- Episode no.: Season 4 Episode 5
- Directed by: Bob Camp; Bill Wray;
- Written by: Jim Gomez; Ron Hauge; Bob Camp; Bill Wray;
- Production code: RS-316
- Original air date: October 15, 1994

Episode chronology
| ← Previous "Blazing Entrails" | Next → "Prehistoric Stimpy" |

= Lumber Jerks (The Ren & Stimpy Show) =

"Lumber Jerks" is the fifth episode of the fourth season of The Ren & Stimpy Show. It originally aired on Nickelodeon in the United States on October 15, 1994.

==Plot==
Ren and Stimpy are paperboys in a village called Lumberville. They demand unpaid funds from lumberjack Jacques LaPierre, who owes their employer $1200 and had beat up Ren on a prior attempt. He convinces the duo to abandon their job to be lumberjacks to improve their strength by showing his wife, who had acquired super strength from this job.
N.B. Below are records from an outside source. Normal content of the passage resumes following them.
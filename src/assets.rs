// Copyright (c) 2024 The filedrop developers
// Licensed under the Apache License, Version 2.0
// <LICENSE-APACHE or
// http://www.apache.org/licenses/LICENSE-2.0> or the MIT
// license <LICENSE-MIT or http://opensource.org/licenses/MIT>,
// at your option. All files in the project carrying such
// notice may not be copied, modified, or distributed except
// according to those terms.

//! Serving static files for `GET` and `HEAD` requests.

use std::fs;
use std::fs::File;
use std::path::{Path, PathBuf};

use log::debug;

use crate::Request;
use crate::Response;

/// Searches inside `root` for a file that matches the URL of the request.
///
/// A directory is served through its `index.html`. Returns a 404 response if nothing matches, or
/// if the URL would resolve to something outside of `root` (for example `/../../foo.txt`).
///
/// The `Content-Type` is guessed from the extension of the file.
///
/// # Example
///
/// ```no_run
/// use filedrop::{Request, Response};
///
/// fn handle(request: &Request) -> Response {
///     filedrop::assets::match_assets(request, "public")
/// }
/// ```
pub fn match_assets<P>(request: &Request, root: P) -> Response where P: AsRef<Path> {
    let path = match find_asset(&request.url(), root.as_ref()) {
        Some(p) => p,
        None => return not_found(),
    };

    let file = match File::open(&path) {
        Ok(f) => f,
        Err(err) => {
            debug!("Could not open {}: {}", path.display(), err);
            return not_found();
        }
    };

    Response::from_file(content_type(&path), file)
}

/// Resolves the decoded URL path to an existing file under `root`.
fn find_asset(url: &str, root: &Path) -> Option<PathBuf> {
    let root = fs::canonicalize(root).ok()?;
    let potential = root.join(url.trim_start_matches('/'));

    let mut path = fs::canonicalize(&potential).ok()?;
    if !path.starts_with(&root) {
        debug!("Refusing {:?}: outside of {}", url, root.display());
        return None;
    }

    if path.is_dir() {
        path.push("index.html");
    }

    if path.is_file() {
        Some(path)
    } else {
        None
    }
}

/// Text types are declared as UTF-8.
fn content_type(path: &Path) -> String {
    let guess = mime_guess::from_path(path).first_or_octet_stream();

    if guess.type_() == mime::TEXT && guess.get_param(mime::CHARSET).is_none() {
        format!("{}; charset=utf-8", guess)
    } else {
        guess.to_string()
    }
}

fn not_found() -> Response {
    Response::text("File not found").with_status_code(404)
}

#[cfg(test)]
mod tests {
    use std::fs;
    use std::io::Read;

    use super::match_assets;
    use crate::Request;

    fn body(response: crate::Response) -> String {
        let (mut reader, _) = response.data.into_reader_and_size();
        let mut out = String::new();
        reader.read_to_string(&mut out).unwrap();
        out
    }

    #[test]
    fn serves_file_with_guessed_type() {
        let dir = tempfile::tempdir().unwrap();
        fs::write(dir.path().join("hello.txt"), "hello").unwrap();
        fs::write(dir.path().join("data.bin"), [0u8, 1, 2]).unwrap();

        let response = match_assets(&Request::fake_http("GET", "/hello.txt", vec![], vec![]), dir.path());
        assert_eq!(response.status_code, 200);
        assert_eq!(response.header("Content-Type"), Some("text/plain; charset=utf-8"));
        assert_eq!(body(response), "hello");

        let response = match_assets(&Request::fake_http("GET", "/data.bin", vec![], vec![]), dir.path());
        assert_eq!(response.header("Content-Type"), Some("application/octet-stream"));
    }

    #[test]
    fn directory_index() {
        let dir = tempfile::tempdir().unwrap();
        fs::create_dir(dir.path().join("docs")).unwrap();
        fs::write(dir.path().join("index.html"), "<h1>upload</h1>").unwrap();

        let response = match_assets(&Request::fake_http("GET", "/", vec![], vec![]), dir.path());
        assert_eq!(response.status_code, 200);
        assert_eq!(response.header("Content-Type"), Some("text/html; charset=utf-8"));

        let response = match_assets(&Request::fake_http("GET", "/docs/", vec![], vec![]), dir.path());
        assert_eq!(response.status_code, 404);
    }

    #[test]
    fn missing_file() {
        let dir = tempfile::tempdir().unwrap();
        let response = match_assets(&Request::fake_http("GET", "/nope.txt", vec![], vec![]), dir.path());
        assert_eq!(response.status_code, 404);
        assert_eq!(body(response), "File not found");
    }

    #[test]
    fn stays_inside_root() {
        let dir = tempfile::tempdir().unwrap();
        let root = dir.path().join("public");
        fs::create_dir(&root).unwrap();
        fs::write(dir.path().join("secret.txt"), "secret").unwrap();

        for url in &["/../secret.txt", "/%2E%2E/secret.txt"] {
            let response = match_assets(&Request::fake_http("GET", *url, vec![], vec![]), &root);
            assert_eq!(response.status_code, 404, "{}", url);
        }
    }

    #[test]
    fn query_string_is_ignored() {
        let dir = tempfile::tempdir().unwrap();
        fs::write(dir.path().join("app.js"), "let x;").unwrap();

        let response = match_assets(&Request::fake_http("GET", "/app.js?v=3", vec![], vec![]), dir.path());
        assert_eq!(response.status_code, 200);
    }
}
// Copyright (c) 2024 The filedrop developers
// Licensed under the Apache License, Version 2.0
// <LICENSE-APACHE or
// http://www.apache.org/licenses/LICENSE-2.0> or the MIT
// license <LICENSE-MIT or http://opensource.org/licenses/MIT>,
// at your option. All files in the project carrying such
// notice may not be copied, modified, or distributed except
// according to those terms.

//! Runtime settings of the server.
//!
//! The defaults listen on every interface on port 8075 and store uploads in `incoming/`. Each
//! setting can be overridden through the environment:
//!
//! | Variable               | Setting                              |
//! |------------------------|--------------------------------------|
//! | `FILEDROP_HOST`        | interface to listen on               |
//! | `FILEDROP_PORT`        | port to listen on                    |
//! | `FILEDROP_UPLOAD_DIR`  | directory uploads are written to     |
//! | `FILEDROP_STATIC_ROOT` | directory static files are served from |
//! | `FILEDROP_LOG_FILE`    | log file; empty to disable it        |
//! | `RUST_LOG`             | maximum log level                    |

use std::env;
use std::num::ParseIntError;
use std::path::PathBuf;
use std::str::FromStr;

use log::LevelFilter;

pub const DEFAULT_HOST: &str = "0.0.0.0";
pub const DEFAULT_PORT: u16 = 8075;
pub const DEFAULT_UPLOAD_DIR: &str = "incoming";
pub const DEFAULT_LOG_FILE: &str = "upload_server.log";

quick_error! {
    /// Error that can happen when reading the configuration from the environment.
    #[derive(Debug)]
    pub enum ConfigError {
        /// `FILEDROP_PORT` is not a port number.
        Port(value: String, err: ParseIntError) {
            display("invalid port {:?}: {}", value, err)
            cause(err)
        }
        /// `RUST_LOG` is not a log level.
        Level(value: String) {
            display("invalid log level {:?}", value)
        }
    }
}

/// Settings of the server.
#[derive(Clone, Debug, PartialEq, Eq)]
pub struct Config {
    pub host: String,
    pub port: u16,
    pub upload_dir: PathBuf,
    pub static_root: PathBuf,
    /// `None` disables the log file.
    pub log_file: Option<PathBuf>,
    pub log_level: LevelFilter,
}

impl Default for Config {
    fn default() -> Config {
        Config {
            host: DEFAULT_HOST.to_owned(),
            port: DEFAULT_PORT,
            upload_dir: PathBuf::from(DEFAULT_UPLOAD_DIR),
            static_root: PathBuf::from("."),
            log_file: Some(PathBuf::from(DEFAULT_LOG_FILE)),
            log_level: LevelFilter::Info,
        }
    }
}

impl Config {
    /// Reads the configuration from the environment of the process.
    pub fn from_env() -> Result<Config, ConfigError> {
        Config::from_vars(|key| env::var(key).ok())
    }

    /// Builds the configuration from the defaults, overridden by the variables `lookup` knows.
    ///
    /// # Example
    ///
    /// ```
    /// use filedrop::config::Config;
    ///
    /// let config = Config::from_vars(|key| match key {
    ///     "FILEDROP_PORT" => Some("9000".to_owned()),
    ///     _ => None,
    /// }).unwrap();
    ///
    /// assert_eq!(config.addr(), "0.0.0.0:9000");
    /// ```
    pub fn from_vars<F>(lookup: F) -> Result<Config, ConfigError> where F: Fn(&str) -> Option<String> {
        let mut config = Config::default();

        if let Some(host) = lookup("FILEDROP_HOST") {
            config.host = host;
        }

        if let Some(port) = lookup("FILEDROP_PORT") {
            config.port = match port.trim().parse() {
                Ok(p) => p,
                Err(err) => return Err(ConfigError::Port(port, err)),
            };
        }

        if let Some(dir) = lookup("FILEDROP_UPLOAD_DIR") {
            config.upload_dir = PathBuf::from(dir);
        }

        if let Some(root) = lookup("FILEDROP_STATIC_ROOT") {
            config.static_root = PathBuf::from(root);
        }

        if let Some(file) = lookup("FILEDROP_LOG_FILE") {
            config.log_file = if file.is_empty() { None } else { Some(PathBuf::from(file)) };
        }

        if let Some(level) = lookup("RUST_LOG") {
            config.log_level = match LevelFilter::from_str(level.trim()) {
                Ok(l) => l,
                Err(_) => return Err(ConfigError::Level(level)),
            };
        }

        Ok(config)
    }

    /// The address to listen on, as `host:port`.
    pub fn addr(&self) -> String {
        format!("{}:{}", self.host, self.port)
    }
}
Jacques tells the duo that he chops wood because he believes trees are dangerous and crafty beings who are defended by the spiny tree lobster, who will absolutely not let go of whoever harms its tree. He orders the duo to find a tree, with the instructions digested by Stimpy.

Every tree nearby was cut by the lumberjacks, so the duo walk through a desertification until they find a forest. They cut a tree for 3 hours, barely making protest when a lobster abducts Ren. He shows Ren the animals he had been threatening, including a wasp couple, a bird who farts as its mating call and the lobster's own offspring. Ren pretends to learn not to disturb the animals, only to return with machinery, successfully sawing the forest down and chasing the lobster away. Suddenly, the lobster reappears to attack Ren, only for him to reveal himself as Jacques in disguise. He reveals that they actually resort to blowing up forests with dynamite, but he hires the duo nonetheless. He brings the duo to a jacuzzi at night at the lumberjacks' club, where they relax as two wolverines maul the trio's bodies, much to Jacques' amusement and the duo's horror, ending the episode.

==Cast==
- Billy West as Ren, Stimpy, Jacques LaPierre, and tree lobster

==Production==
The episode was animated at the Rough Draft Korea studio in Seoul during Summer 1994. The episode was originally storyboarded by Peter Avanzino, but had dropped out so it was given to Bob Camp and Bill Wray, who also directed the episode (and also co-wrote with Jim Gomez and fellow Seinfeld writer Ron Hauge).

==Reception==
The American critic Thad Komorowski gave the episode three stars out of five, attributing the over-the-top concept was better than its final product.

==Books and articles==
- Dobbs, G. Michael (2015). "Escape – How Animation Broke into the Mainstream in the 1990s"
- Komorowski, Thad (2017). "Sick Little Monkeys: The Unauthorized Ren & Stimpy Story"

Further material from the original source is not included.